Plainly put, racial-grievance politics are levelled, in general, by Africans who were never enslaved or who were not born into apartheid, against Europeans who did not enslave or segregate them. Only in the West could such a vicarious cult of self-flagellation thrive. As I wrote in my book, Into the Cannibal’s Pot: Lessons for America From Post-Apartheid South Africa, “White South Africans are told to give up ancestral lands they are alleged to have stolen. Should not the relatives of cannibals who gobbled up their black brethren be held to the same standards?”

Part of the problem is our ignorance of Southern African history. There was bitter blood on Bantu lands well before white settlers arrived. The Bantu were not indigenous to South Africa. They migrated there out of central Africa and, like the European settlers, used their military might to displace Hottentots, Bushmen and one another through internecine warfare.

The San people of Southern Africa, or “Bushmen,” are renowned for their unequalled tracking skills and for their delicate drawings on rock outcroppings. The San were hunters, but they were also among the hunted. Mercilessly so. As late as the early 20th century, the Boers, Hottentots, and Bantu made frequent sport of tracking and killing the San.

In “The Washing of the Spears: The Rise and Fall of the Zulu Nation,” historian Donald R. Morris notes that Cape Town’s founder and Dutch East India Company official J. A. Van Riebeeck landed at the Cape in 1652, 500 miles to the south and 1,000 miles to the west of the nearest Bantu. Joined by other Protestants from Europe, Dutch farmers, as we know, homesteaded the Cape Colony.

Doubtless, the question of land ownership deeply concerned the 19th century trek Boers, as they decamped from the British-ruled Cape Colony and ventured north. Accordingly, they sent out exploration parties tasked with negotiating the purchase of land from the black chieftains, who often acted magnanimously, allowing Europeans to settle certain areas. Trek Boers, it must be said, were as rough as the natives and negotiated with as much finesse. Still, the received narrative about the pastoral, indigenous, semi-nomadic natives, dispossessed of their lands in the 17th century, is as simplistic as it is sentimental.

When Boer and Bantu finally clashed on South Africa’s Great Fish River it was a clash of civilizations. The Bantu regarded their traditional lands as clan possessions in perpetuity. A chieftain could grant temporary rights, but could not permanently alienate the land. The European mind in general could not grasp the concept of collective ownership and thought of land purchases as part of a binding contract on the individuals involved. As Morris observes in his matter-of-fact way, “The Bantu view insured European encroachment and the European view insured future strife.”

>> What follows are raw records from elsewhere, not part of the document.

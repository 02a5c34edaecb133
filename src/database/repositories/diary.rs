// 日记存储库
// 所有查询都以 user_id 限定归属

use async_trait::async_trait;
use sqlx::PgPool;
use uuid::Uuid;

use crate::database::models::diary::{DiaryEntryEntity, DiaryEntryPatch, NewDiaryEntry};

const DIARY_COLUMNS: &str = "id, user_id, title, content, date, mood, key_points, \
     key_points_count, favorite, created_at, updated_at";

/// 日记存储库
#[async_trait]
pub trait DiaryRepository: Send + Sync {
    async fn create(
        &self,
        user_id: Uuid,
        entry: NewDiaryEntry,
    ) -> Result<DiaryEntryEntity, sqlx::Error>;

    /// 按日期倒序返回用户的全部日记
    async fn list_for_user(&self, user_id: Uuid) -> Result<Vec<DiaryEntryEntity>, sqlx::Error>;

    async fn find_for_user(
        &self,
        user_id: Uuid,
        id: Uuid,
    ) -> Result<Option<DiaryEntryEntity>, sqlx::Error>;

    /// 条目不存在或不属于该用户时返回 None
    async fn update_for_user(
        &self,
        user_id: Uuid,
        id: Uuid,
        patch: DiaryEntryPatch,
    ) -> Result<Option<DiaryEntryEntity>, sqlx::Error>;

    /// 返回是否删除了条目
    async fn delete_for_user(&self, user_id: Uuid, id: Uuid) -> Result<bool, sqlx::Error>;
}

#[derive(Clone)]
pub struct PgDiaryRepository {
    pool: PgPool,
}

impl PgDiaryRepository {
    pub fn new(pool: PgPool) -> Self {
        Self { pool }
    }
}

#[async_trait]
impl DiaryRepository for PgDiaryRepository {
    async fn create(
        &self,
        user_id: Uuid,
        entry: NewDiaryEntry,
    ) -> Result<DiaryEntryEntity, sqlx::Error> {
        sqlx::query_as::<_, DiaryEntryEntity>(&format!(
            r#"
            INSERT INTO diary_entries
                (id, user_id, title, content, date, mood, key_points, key_points_count, favorite)
            VALUES ($1, $2, $3, $4, $5, $6, $7, $8, $9)
            RETURNING {DIARY_COLUMNS}
            "#
        ))
        .bind(Uuid::new_v4())
        .bind(user_id)
        .bind(&entry.title)
        .bind(&entry.content)
        .bind(entry.date)
        .bind(&entry.mood)
        .bind(&entry.key_points)
        .bind(entry.key_points.len() as i32)
        .bind(entry.favorite)
        .fetch_one(&self.pool)
        .await
    }

    async fn list_for_user(&self, user_id: Uuid) -> Result<Vec<DiaryEntryEntity>, sqlx::Error> {
        sqlx::query_as::<_, DiaryEntryEntity>(&format!(
            "SELECT {DIARY_COLUMNS} FROM diary_entries WHERE user_id = $1 ORDER BY date DESC"
        ))
        .bind(user_id)
        .fetch_all(&self.pool)
        .await
    }

    async fn find_for_user(
        &self,
        user_id: Uuid,
        id: Uuid,
    ) -> Result<Option<DiaryEntryEntity>, sqlx::Error> {
        sqlx::query_as::<_, DiaryEntryEntity>(&format!(
            "SELECT {DIARY_COLUMNS} FROM diary_entries WHERE id = $1 AND user_id = $2"
        ))
        .bind(id)
        .bind(user_id)
        .fetch_optional(&self.pool)
        .await
    }

    async fn update_for_user(
        &self,
        user_id: Uuid,
        id: Uuid,
        patch: DiaryEntryPatch,
    ) -> Result<Option<DiaryEntryEntity>, sqlx::Error> {
        let key_points_count = patch.key_points.as_ref().map(|points| points.len() as i32);

        sqlx::query_as::<_, DiaryEntryEntity>(&format!(
            r#"
            UPDATE diary_entries
            SET title = COALESCE($3, title),
                content = COALESCE($4, content),
                date = COALESCE($5, date),
                mood = COALESCE($6, mood),
                key_points = COALESCE($7, key_points),
                key_points_count = COALESCE($8, key_points_count),
                favorite = COALESCE($9, favorite),
                updated_at = NOW()
            WHERE id = $1 AND user_id = $2
            RETURNING {DIARY_COLUMNS}
            "#
        ))
        .bind(id)
        .bind(user_id)
        .bind(patch.title)
        .bind(patch.content)
        .bind(patch.date)
        .bind(patch.mood)
        .bind(patch.key_points)
        .bind(key_points_count)
        .bind(patch.favorite)
        .fetch_optional(&self.pool)
        .await
    }

    async fn delete_for_user(&self, user_id: Uuid, id: Uuid) -> Result<bool, sqlx::Error> {
        let result = sqlx::query("DELETE FROM diary_entries WHERE id = $1 AND user_id = $2")
            .bind(id)
            .bind(user_id)
            .execute(&self.pool)
            .await?;

        Ok(result.rows_affected() > 0)
    }
}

South Africa has since reverted to the “Bantu view.” It is perhaps inevitable that 21st-century claims for “restitution” in South Africa are not dominated by individual freehold owners reclaiming expropriated land on the basis of title deeds kept on record. Rather, a group of blacks scheming on a property will band together as a “tribe,” pooling the taxpayer grants which its members have received gratis, for the purpose of purchasing occupied land. No sooner does this newly constituted “tribe” launch a claim with the South African Department of Rural Development and Land Reform, than related squatters—sometimes in the thousands—move to colonize the land. They defile its grounds and groundwater by using these as one vast latrine, and terrorize, even kill, its occupants and their livestock in the hope of “nudging” them off the land.

Back in the day, Shaka Zulu himself considered the European clansmen to be the proper proprietors of the Cape frontier, with whom he would need to liaise diplomatically if he wished to subjugate his black brethren, the Xhosa-Nguni peoples, on the southern reaches of his empire, abutting the Cape. The white civilization which formed south of the Orange River did not encounter the black civilization in the interior for some time. But during that time, the black coastal clans warred against one another, continually raiding other kraals, driving off the cattle and exterminating the victims.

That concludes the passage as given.